Locate all lines in the data below that hold "writer" and show them.

Top of Material for the task

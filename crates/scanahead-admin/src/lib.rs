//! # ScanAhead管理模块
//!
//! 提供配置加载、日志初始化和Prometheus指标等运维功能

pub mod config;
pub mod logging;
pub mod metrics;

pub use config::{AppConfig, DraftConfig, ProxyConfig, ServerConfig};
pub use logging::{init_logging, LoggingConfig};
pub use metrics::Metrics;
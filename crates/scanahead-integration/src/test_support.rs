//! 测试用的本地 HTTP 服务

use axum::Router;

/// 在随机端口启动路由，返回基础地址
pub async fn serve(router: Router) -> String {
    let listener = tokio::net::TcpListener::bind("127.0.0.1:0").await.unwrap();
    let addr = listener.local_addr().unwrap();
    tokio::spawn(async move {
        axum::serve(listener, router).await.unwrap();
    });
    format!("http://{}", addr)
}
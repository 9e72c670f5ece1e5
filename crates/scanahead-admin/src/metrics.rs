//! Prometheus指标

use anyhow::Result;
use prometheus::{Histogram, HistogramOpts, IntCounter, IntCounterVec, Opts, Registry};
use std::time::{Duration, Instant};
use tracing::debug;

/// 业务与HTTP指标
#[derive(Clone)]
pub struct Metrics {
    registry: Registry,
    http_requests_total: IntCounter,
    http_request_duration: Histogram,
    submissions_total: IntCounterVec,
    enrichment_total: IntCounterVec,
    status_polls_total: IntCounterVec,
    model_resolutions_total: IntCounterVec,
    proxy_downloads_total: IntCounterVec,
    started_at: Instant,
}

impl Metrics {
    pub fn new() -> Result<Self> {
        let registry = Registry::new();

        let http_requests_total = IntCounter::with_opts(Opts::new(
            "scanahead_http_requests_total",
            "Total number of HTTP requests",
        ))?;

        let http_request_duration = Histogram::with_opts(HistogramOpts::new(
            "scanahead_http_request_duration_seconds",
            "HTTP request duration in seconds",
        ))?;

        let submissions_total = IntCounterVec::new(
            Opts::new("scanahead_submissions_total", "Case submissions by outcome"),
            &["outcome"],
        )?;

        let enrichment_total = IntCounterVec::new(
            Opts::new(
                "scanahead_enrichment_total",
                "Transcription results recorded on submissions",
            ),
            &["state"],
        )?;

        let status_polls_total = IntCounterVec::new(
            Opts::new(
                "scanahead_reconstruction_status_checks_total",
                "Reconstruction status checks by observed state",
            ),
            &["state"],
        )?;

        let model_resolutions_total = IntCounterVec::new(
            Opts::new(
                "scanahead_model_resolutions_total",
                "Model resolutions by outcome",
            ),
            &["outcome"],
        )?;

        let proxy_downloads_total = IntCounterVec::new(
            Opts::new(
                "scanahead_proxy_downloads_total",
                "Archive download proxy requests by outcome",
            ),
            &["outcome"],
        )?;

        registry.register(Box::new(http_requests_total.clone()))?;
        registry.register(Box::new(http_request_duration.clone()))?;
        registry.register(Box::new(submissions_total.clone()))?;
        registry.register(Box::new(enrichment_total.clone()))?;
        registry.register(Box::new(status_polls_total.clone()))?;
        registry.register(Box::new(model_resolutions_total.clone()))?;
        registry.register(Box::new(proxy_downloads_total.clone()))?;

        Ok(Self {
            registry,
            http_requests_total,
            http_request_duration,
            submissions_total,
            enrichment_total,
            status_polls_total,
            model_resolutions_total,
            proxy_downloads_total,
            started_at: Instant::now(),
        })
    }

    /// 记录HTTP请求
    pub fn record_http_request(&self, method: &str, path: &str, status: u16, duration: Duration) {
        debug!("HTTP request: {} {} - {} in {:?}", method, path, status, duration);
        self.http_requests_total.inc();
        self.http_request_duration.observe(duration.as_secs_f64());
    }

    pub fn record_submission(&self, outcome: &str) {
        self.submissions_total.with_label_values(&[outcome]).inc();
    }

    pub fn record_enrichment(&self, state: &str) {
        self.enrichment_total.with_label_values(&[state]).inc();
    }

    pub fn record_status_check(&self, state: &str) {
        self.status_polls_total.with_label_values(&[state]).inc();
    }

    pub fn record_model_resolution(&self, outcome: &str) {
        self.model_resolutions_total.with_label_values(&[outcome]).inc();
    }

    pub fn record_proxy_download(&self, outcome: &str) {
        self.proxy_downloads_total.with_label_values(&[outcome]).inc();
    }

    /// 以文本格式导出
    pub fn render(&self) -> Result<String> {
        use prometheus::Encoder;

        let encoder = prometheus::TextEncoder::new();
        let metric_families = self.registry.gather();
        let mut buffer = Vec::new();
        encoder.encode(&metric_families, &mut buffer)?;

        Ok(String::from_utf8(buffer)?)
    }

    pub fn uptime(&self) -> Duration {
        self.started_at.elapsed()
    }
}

Bottom of Material for the task
Top of Material for the task

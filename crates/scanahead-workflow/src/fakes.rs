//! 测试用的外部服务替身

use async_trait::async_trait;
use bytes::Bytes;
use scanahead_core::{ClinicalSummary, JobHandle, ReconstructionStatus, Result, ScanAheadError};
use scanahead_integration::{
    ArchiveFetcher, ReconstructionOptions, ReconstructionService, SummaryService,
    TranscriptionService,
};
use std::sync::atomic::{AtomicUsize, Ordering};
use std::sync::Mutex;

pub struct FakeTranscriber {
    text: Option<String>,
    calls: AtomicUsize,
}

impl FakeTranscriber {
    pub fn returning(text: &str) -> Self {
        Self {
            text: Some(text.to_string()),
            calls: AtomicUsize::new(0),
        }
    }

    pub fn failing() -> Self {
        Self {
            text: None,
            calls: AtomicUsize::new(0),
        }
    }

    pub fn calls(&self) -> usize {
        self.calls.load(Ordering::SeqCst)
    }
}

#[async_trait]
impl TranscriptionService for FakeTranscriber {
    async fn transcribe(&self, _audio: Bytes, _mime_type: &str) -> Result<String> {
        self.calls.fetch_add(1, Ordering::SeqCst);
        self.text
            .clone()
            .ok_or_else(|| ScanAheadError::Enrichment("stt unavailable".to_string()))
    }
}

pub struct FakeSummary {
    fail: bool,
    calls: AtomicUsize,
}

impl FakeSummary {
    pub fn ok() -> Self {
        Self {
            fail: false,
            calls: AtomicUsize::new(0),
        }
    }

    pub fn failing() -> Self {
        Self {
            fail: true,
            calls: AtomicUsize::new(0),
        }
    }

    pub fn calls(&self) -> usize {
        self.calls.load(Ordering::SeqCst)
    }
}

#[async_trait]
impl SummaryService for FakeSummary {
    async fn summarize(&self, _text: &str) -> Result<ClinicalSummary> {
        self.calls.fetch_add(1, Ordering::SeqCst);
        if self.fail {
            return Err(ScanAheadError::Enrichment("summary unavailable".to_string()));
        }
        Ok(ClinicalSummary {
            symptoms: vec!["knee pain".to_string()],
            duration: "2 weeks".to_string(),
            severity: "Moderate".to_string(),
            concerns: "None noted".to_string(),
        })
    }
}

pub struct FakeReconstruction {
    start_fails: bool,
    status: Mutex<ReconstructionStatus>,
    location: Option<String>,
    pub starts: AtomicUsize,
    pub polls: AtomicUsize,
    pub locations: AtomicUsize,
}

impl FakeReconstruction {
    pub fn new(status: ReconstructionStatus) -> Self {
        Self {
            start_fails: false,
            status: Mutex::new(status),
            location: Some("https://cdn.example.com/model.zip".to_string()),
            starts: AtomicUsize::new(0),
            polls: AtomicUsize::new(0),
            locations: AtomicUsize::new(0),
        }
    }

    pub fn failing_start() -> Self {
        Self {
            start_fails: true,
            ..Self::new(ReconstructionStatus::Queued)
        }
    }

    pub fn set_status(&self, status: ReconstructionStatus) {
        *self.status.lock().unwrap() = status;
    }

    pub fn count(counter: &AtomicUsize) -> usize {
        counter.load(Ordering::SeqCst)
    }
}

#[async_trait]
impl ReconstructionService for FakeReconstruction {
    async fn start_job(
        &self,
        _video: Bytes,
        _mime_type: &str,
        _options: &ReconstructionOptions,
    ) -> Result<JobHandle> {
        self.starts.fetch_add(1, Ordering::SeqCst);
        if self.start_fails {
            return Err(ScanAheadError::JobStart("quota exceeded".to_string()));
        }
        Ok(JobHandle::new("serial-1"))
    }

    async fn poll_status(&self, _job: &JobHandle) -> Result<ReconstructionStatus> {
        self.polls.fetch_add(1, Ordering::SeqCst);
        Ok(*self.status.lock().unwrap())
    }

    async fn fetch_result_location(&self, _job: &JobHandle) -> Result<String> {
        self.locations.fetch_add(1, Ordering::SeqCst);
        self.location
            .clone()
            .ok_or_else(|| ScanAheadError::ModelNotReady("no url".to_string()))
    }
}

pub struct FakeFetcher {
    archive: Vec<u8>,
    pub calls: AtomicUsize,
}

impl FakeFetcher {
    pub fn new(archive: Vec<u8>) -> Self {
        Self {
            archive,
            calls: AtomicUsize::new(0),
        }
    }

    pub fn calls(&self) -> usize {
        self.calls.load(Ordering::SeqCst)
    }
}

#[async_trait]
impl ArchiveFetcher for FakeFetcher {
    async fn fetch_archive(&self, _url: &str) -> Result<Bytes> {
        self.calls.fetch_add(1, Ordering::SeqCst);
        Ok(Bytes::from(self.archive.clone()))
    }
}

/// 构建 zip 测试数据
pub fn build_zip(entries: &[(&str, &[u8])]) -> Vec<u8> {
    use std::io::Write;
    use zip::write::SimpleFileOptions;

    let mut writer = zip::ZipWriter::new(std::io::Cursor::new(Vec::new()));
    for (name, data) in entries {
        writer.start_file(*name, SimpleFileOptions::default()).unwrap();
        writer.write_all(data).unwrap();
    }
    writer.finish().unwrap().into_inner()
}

Bottom of Material for the task
Top of Material for the task

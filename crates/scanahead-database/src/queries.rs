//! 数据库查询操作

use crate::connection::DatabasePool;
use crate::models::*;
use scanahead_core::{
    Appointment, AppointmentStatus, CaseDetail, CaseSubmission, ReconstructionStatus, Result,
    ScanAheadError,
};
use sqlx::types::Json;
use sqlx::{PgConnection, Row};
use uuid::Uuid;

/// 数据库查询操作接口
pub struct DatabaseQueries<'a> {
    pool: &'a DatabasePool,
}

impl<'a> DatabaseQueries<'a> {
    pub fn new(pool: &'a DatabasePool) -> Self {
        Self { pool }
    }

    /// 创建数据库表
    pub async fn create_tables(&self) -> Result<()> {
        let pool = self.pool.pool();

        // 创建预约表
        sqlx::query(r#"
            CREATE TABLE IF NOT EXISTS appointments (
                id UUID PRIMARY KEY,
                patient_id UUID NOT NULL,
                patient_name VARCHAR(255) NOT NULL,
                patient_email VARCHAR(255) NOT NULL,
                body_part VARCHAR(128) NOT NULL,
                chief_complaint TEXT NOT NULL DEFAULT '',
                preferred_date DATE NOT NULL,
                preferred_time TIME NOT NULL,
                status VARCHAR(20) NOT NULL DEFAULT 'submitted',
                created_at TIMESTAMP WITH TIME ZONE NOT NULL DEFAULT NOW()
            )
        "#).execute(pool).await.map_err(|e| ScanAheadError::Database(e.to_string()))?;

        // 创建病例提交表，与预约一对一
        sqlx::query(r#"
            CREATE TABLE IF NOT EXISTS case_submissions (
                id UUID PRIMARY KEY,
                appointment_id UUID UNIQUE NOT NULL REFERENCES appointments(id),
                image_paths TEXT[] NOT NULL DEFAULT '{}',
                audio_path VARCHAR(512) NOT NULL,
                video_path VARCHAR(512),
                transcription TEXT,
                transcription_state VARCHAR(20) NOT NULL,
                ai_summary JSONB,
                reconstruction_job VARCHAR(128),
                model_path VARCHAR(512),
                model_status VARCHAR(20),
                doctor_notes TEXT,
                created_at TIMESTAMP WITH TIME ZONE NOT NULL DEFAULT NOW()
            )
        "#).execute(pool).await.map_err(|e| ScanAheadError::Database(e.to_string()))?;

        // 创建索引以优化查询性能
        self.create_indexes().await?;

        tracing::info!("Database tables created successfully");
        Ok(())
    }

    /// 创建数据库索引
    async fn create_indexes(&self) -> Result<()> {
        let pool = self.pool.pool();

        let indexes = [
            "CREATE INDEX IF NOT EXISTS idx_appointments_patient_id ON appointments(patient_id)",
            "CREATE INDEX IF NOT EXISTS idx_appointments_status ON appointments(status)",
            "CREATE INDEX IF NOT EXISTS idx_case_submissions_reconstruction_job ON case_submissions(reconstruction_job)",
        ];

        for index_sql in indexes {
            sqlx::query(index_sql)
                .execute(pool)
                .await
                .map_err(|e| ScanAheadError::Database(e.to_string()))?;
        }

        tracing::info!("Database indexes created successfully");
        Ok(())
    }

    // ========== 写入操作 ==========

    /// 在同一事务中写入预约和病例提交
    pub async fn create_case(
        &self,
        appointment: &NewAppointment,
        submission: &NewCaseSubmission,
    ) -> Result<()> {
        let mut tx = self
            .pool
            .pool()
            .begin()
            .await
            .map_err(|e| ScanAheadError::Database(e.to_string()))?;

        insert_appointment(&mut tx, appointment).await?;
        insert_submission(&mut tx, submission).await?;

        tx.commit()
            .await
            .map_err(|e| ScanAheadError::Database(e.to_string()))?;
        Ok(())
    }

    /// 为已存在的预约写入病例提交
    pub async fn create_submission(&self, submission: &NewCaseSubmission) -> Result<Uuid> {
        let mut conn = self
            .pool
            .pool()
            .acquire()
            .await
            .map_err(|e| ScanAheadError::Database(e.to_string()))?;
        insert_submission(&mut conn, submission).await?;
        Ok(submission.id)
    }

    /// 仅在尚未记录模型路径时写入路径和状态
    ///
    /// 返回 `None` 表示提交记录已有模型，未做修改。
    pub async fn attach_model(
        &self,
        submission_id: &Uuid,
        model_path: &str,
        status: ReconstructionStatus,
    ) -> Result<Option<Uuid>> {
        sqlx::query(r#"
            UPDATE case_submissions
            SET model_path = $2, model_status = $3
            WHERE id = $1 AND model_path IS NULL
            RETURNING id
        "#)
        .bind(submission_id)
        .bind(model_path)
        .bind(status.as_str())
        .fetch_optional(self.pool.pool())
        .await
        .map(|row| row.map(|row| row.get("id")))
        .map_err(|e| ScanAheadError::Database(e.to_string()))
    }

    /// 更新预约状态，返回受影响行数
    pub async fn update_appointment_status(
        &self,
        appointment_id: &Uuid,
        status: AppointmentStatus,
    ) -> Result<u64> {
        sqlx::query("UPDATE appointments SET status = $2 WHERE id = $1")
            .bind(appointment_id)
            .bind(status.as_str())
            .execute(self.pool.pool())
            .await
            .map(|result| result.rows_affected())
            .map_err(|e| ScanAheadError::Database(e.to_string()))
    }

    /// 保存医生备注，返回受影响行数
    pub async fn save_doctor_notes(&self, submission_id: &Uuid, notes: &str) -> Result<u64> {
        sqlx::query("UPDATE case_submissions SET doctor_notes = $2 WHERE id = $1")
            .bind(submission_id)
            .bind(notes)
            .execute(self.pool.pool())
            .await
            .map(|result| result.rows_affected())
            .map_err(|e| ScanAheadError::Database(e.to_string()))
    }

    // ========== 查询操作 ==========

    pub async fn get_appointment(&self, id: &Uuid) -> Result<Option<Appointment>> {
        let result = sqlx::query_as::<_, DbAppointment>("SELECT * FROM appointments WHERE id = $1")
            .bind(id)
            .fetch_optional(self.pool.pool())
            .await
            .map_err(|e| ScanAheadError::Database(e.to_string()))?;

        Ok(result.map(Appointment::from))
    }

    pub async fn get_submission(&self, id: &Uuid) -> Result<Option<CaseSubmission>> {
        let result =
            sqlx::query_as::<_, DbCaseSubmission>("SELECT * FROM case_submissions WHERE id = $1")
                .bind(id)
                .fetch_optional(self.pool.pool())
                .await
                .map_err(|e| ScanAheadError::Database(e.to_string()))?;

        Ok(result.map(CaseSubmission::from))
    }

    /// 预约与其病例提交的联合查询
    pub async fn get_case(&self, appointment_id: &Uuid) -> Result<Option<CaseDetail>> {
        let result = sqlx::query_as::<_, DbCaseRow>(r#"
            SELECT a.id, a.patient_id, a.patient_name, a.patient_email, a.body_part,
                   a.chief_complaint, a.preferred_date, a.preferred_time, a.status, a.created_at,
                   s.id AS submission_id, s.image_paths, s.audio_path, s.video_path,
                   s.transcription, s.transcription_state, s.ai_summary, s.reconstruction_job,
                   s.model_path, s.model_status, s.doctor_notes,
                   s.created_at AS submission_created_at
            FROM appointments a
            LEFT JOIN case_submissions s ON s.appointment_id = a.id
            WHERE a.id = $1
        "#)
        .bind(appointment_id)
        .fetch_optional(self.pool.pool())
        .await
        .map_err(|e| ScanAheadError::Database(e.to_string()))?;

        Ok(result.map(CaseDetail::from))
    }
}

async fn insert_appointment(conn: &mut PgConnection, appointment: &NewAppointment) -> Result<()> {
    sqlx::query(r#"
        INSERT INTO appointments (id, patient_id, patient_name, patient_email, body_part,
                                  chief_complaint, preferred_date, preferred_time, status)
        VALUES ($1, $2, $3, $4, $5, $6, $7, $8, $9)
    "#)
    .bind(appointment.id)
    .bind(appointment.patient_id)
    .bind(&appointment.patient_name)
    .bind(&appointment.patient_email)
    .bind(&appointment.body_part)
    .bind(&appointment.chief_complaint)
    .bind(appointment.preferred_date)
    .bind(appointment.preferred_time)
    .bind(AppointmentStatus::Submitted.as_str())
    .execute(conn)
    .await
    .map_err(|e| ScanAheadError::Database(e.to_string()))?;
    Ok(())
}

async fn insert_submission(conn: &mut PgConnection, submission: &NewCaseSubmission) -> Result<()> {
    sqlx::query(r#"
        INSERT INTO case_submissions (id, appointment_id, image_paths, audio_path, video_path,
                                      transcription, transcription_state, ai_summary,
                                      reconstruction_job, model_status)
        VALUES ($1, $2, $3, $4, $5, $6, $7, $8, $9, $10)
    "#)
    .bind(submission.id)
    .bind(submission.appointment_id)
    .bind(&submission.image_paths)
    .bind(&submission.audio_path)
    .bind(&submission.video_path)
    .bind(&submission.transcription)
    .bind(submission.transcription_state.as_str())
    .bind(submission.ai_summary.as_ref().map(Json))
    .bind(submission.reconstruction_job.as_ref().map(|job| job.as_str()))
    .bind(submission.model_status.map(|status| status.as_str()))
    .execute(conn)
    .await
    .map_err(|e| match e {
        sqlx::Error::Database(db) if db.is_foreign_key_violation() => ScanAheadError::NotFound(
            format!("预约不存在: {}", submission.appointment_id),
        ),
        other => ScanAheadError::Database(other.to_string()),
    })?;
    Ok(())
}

Bottom of Material for the task

• Output:
    let mut writer = zip::ZipWriter::new(std::io::Cursor::new(Vec::new()));
        writer.start_file(*name, SimpleFileOptions::default()).unwrap();
        writer.write_all(data).unwrap();
    writer.finish().unwrap().into_inner()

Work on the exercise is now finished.